George Floyd and Ma’Khia Bryant should be alive today

On Tuesday, Derek Chauvin, the Minneapolis Police Officer charged in the death of George Floyd, was found guilty on all three counts: second degree murder, third degree murder, and second degree manslaughter. The video of Floyd’s lynching on a public street in broad daylight was too much for any jury to ignore, and they came together to render justice in that case.

Twenty minutes before the Chauvin verdict was announced, Columbus Police were dispatched to a call from Legion Lane on the east side, where just a few seconds after arriving an officer shot Ma’Khia Bryant, a 16-year-old Black girl, four times. She later died at an area hospital.

The whiplash of these two almost simultaneous events is almost too much to comprehend. Police body camera footage shows Ma’Khia had a knife, and police policy, as stated by interim chief Michael Woods at a subsequent press conference, is that police can use deadly force if it appears someone poses a threat to someone else.

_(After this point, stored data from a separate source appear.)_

//! `/api/snapshot/create` and `/api/snapshot/apply`.
//!
//! Both endpoints answer 200 immediately and report progress as SSE; failures
//! after the stream starts arrive as terminal `error` events. Client
//! disconnects cancel the subprocess pipeline through the drop guard.

use {
    axum::{Json, extract::State, response::IntoResponse},
    tokio_util::sync::CancellationToken,
};

use warden_protocol::{SnapshotApplyRequest, SnapshotCreateRequest};

use crate::{error::ApiResult, sse, state::AppState};

pub async fn create(
    State(state): State<AppState>,
    Json(req): Json<SnapshotCreateRequest>,
) -> ApiResult<impl IntoResponse> {
    let permit = sse::acquire_slot(&state)?;
    // Policy check up front: snapshotting /etc would be a fine exfiltration
    // channel otherwise.
    let directory = state.files.policy().resolve(&req.directory)?;

    let cancel = CancellationToken::new();
    let events = state.snapshots.create(
        directory,
        req.compression_level,
        req.r2,
        cancel.clone(),
    );
    Ok(sse::respond(permit, Some(cancel), events))
}

pub async fn apply(
    State(state): State<AppState>,
    Json(req): Json<SnapshotApplyRequest>,
) -> ApiResult<impl IntoResponse> {
    let permit = sse::acquire_slot(&state)?;
    let target = state.files.policy().resolve(&req.target_directory)?;

    let cancel = CancellationToken::new();
    let events = state
        .snapshots
        .apply(req.id, target, req.r2, cancel.clone());
    Ok(sse::respond(permit, Some(cancel), events))
}
//! Input validation and token generation for the sandbox boundary.
//!
//! Everything that crosses from a hostname, path segment, or request body into
//! an identifier, port, or capability token goes through this module.

use rand::Rng;
use thiserror::Error;

/// Maximum sandbox-id length. Sandbox ids travel as DNS subdomain labels.
pub const SANDBOX_ID_MAX_LEN: usize = 63;

/// Length of a port access token.
pub const TOKEN_LEN: usize = 16;

const TOKEN_ALPHABET: &[u8] = b"abcdefghijklmnopqrstuvwxyz0123456789-_";

/// Ports that can never be exposed: well-known service ports plus the
/// control-plane port 3000.
pub const RESERVED_PORTS: [u16; 8] = [22, 25, 53, 80, 443, 3000, 3306, 5432];

/// Lowest user-exposable port (everything below is privileged).
pub const MIN_EXPOSABLE_PORT: u16 = 1024;

#[derive(Debug, Clone, Copy, PartialEq, Eq, Error)]
pub enum InvalidSandboxId {
    #[error("sandbox id is empty")]
    Empty,
    #[error("sandbox id exceeds {SANDBOX_ID_MAX_LEN} characters")]
    TooLong,
    #[error("sandbox id contains characters outside [A-Za-z0-9_-]")]
    BadCharacter,
}

/// Validate a sandbox id, returning it unchanged on success.
pub fn sanitize_sandbox_id(id: &str) -> Result<&str, InvalidSandboxId> {
    if id.is_empty() {
        return Err(InvalidSandboxId::Empty);
    }
    if id.len() > SANDBOX_ID_MAX_LEN {
        return Err(InvalidSandboxId::TooLong);
    }
    if !id
        .chars()
        .all(|c| c.is_ascii_alphanumeric() || c == '_' || c == '-')
    {
        return Err(InvalidSandboxId::BadCharacter);
    }
    Ok(id)
}

/// True iff `port` may be exposed: within `[1024, 65535]` and not reserved.
pub fn validate_port(port: u16) -> bool {
    port >= MIN_EXPOSABLE_PORT && !RESERVED_PORTS.contains(&port)
}

/// True iff `token` has the exact shape of a generated port token:
/// 16 characters of `[a-z0-9_-]`.
pub fn is_valid_token(token: &str) -> bool {
    token.len() == TOKEN_LEN
        && token
            .bytes()
            .all(|b| b.is_ascii_lowercase() || b.is_ascii_digit() || b == b'-' || b == b'_')
}

/// Generate a 16-character port access token from a CSPRNG.
pub fn generate_token() -> String {
    let mut rng = rand::rng();
    (0..TOKEN_LEN)
        .map(|_| TOKEN_ALPHABET[rng.random_range(0..TOKEN_ALPHABET.len())] as char)
        .collect()
}

#[allow(clippy::unwrap_used, clippy::expect_used)]
#[cfg(test)]
mod tests {
    use super::*;

    #[test]
    fn sandbox_id_length_boundaries() {
        assert_eq!(
            sanitize_sandbox_id(""),
            Err(InvalidSandboxId::Empty),
            "length 0"
        );
        assert!(sanitize_sandbox_id("a").is_ok(), "length 1");
        let max = "a".repeat(63);
        assert!(sanitize_sandbox_id(&max).is_ok(), "length 63");
        let over = "a".repeat(64);
        assert_eq!(
            sanitize_sandbox_id(&over),
            Err(InvalidSandboxId::TooLong),
            "length 64"
        );
    }

    #[test]
    fn sandbox_id_character_set() {
        assert!(sanitize_sandbox_id("abc-DEF_123").is_ok());
        assert_eq!(
            sanitize_sandbox_id("has.dot"),
            Err(InvalidSandboxId::BadCharacter)
        );
        assert_eq!(
            sanitize_sandbox_id("has space"),
            Err(InvalidSandboxId::BadCharacter)
        );
        assert_eq!(
            sanitize_sandbox_id("has/slash"),
            Err(InvalidSandboxId::BadCharacter)
        );
        assert_eq!(
            sanitize_sandbox_id("$(whoami)"),
            Err(InvalidSandboxId::BadCharacter)
        );
    }

    #[test]
    fn port_boundaries() {
        assert!(!validate_port(1023));
        assert!(validate_port(1024));
        assert!(!validate_port(3000));
        assert!(validate_port(65535));
        // 65536 does not fit in a u16; the type enforces the upper bound.
    }

    #[test]
    fn reserved_ports_rejected() {
        for p in RESERVED_PORTS {
            assert!(!validate_port(p), "port {p} must be reserved");
        }
        assert!(validate_port(8080));
        assert!(validate_port(5433));
    }

    #[test]
    fn generated_tokens_are_well_formed() {
        for _ in 0..64 {
            let token = generate_token();
            assert_eq!(token.len(), TOKEN_LEN);
            assert!(is_valid_token(&token), "bad token: {token}");
        }
    }

    #[test]
    fn token_shape_validation() {
        assert!(is_valid_token("abcd1234efgh5678"));
        assert!(is_valid_token("a-b_c-d_e-f_g-h_"));
        assert!(!is_valid_token("short"));
        assert!(!is_valid_token("UPPERCASE1234567"));
        assert!(!is_valid_token("abcd1234efgh567!"));
        assert!(!is_valid_token("abcd1234efgh56789"));
    }

    #[test]
    fn tokens_are_unique() {
        let a = generate_token();
        let b = generate_token();
        assert_ne!(a, b);
    }
}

The Ohio Bureau of Criminal Investigation is now investigating this shooting, and it will be up to them to decide whether it followed policy. But if it did, what does that say about the policy?

How many times over the course of history have teenagers gotten into fights? How many times have teachers, coaches, or social workers broken up teenage fights without resorting to deadly force? Why were bullets and not de-escalation the first instead of the last resort?

Witnesses on the scene said Ma’Khia is who called the police seeking protection from two other girls said to be threatening her. Yet Ma’Khia is who ended up dead. She was a foster child – a population of children known to be among the most vulnerable members of our society.

Columbus must do better. Vulnerable children must be cared for, and if they find themselves in trouble, they should be able to call counselors and social workers instead of police.

According to Mapping Police Violence, Columbus Police have killed 46 people since 2013. Of those, 72% were Black, even though the city’s population is only 28% Black. Over half were under the age of 30, including nine teenagers.

Meanwhile, this same police force refused to respond in a timely manner to thousands of maskless young white people overturning cars near the Ohio State campus, and spent thousands of dollars in taxpayer money using police helicopters to write “CPD” in the sky above the same neighborhood where they killed Ma’Khia Bryant a few days later.

George Floyd should be alive today. So should Ma’Khia Bryant, Andre Hill, Casey Goodson, Henry Green, Tyre King, and many more. We mourn as their families mourn and demand a new approach to keeping our communities safe.

But beyond policing, we must work toward a much more equitable community. Columbus can be a city of opportunity for wealthy mainly white families, while BIPOC communities are subject to environmental injustice, disproportionate impacts from covid, and terrorism at the hands of police. We need to see a shift from massive spending on police to a massive investment in a shared vision of community that works for all.

Simply Living is about sustainability. It is not sustainable to have residential neighborhoods next to an exploding paint factory with a long track record of environmental and safety violations. It is not sustainable to have a third of our community subject to death by police on the basis of race. It is not sustainable to have a city where rich people live 26 years longer than poor people. These divisions by race and class must end.

We believe a better world is possible, and that we cannot address the climate crisis without also addressing the crisis of racial and economic inequality. The key to a better world is to create it for ALL of us. There is no environmental justice without racial and economic justice. Help us use this moment to begin the critical work of building the future that all of us deserve — together!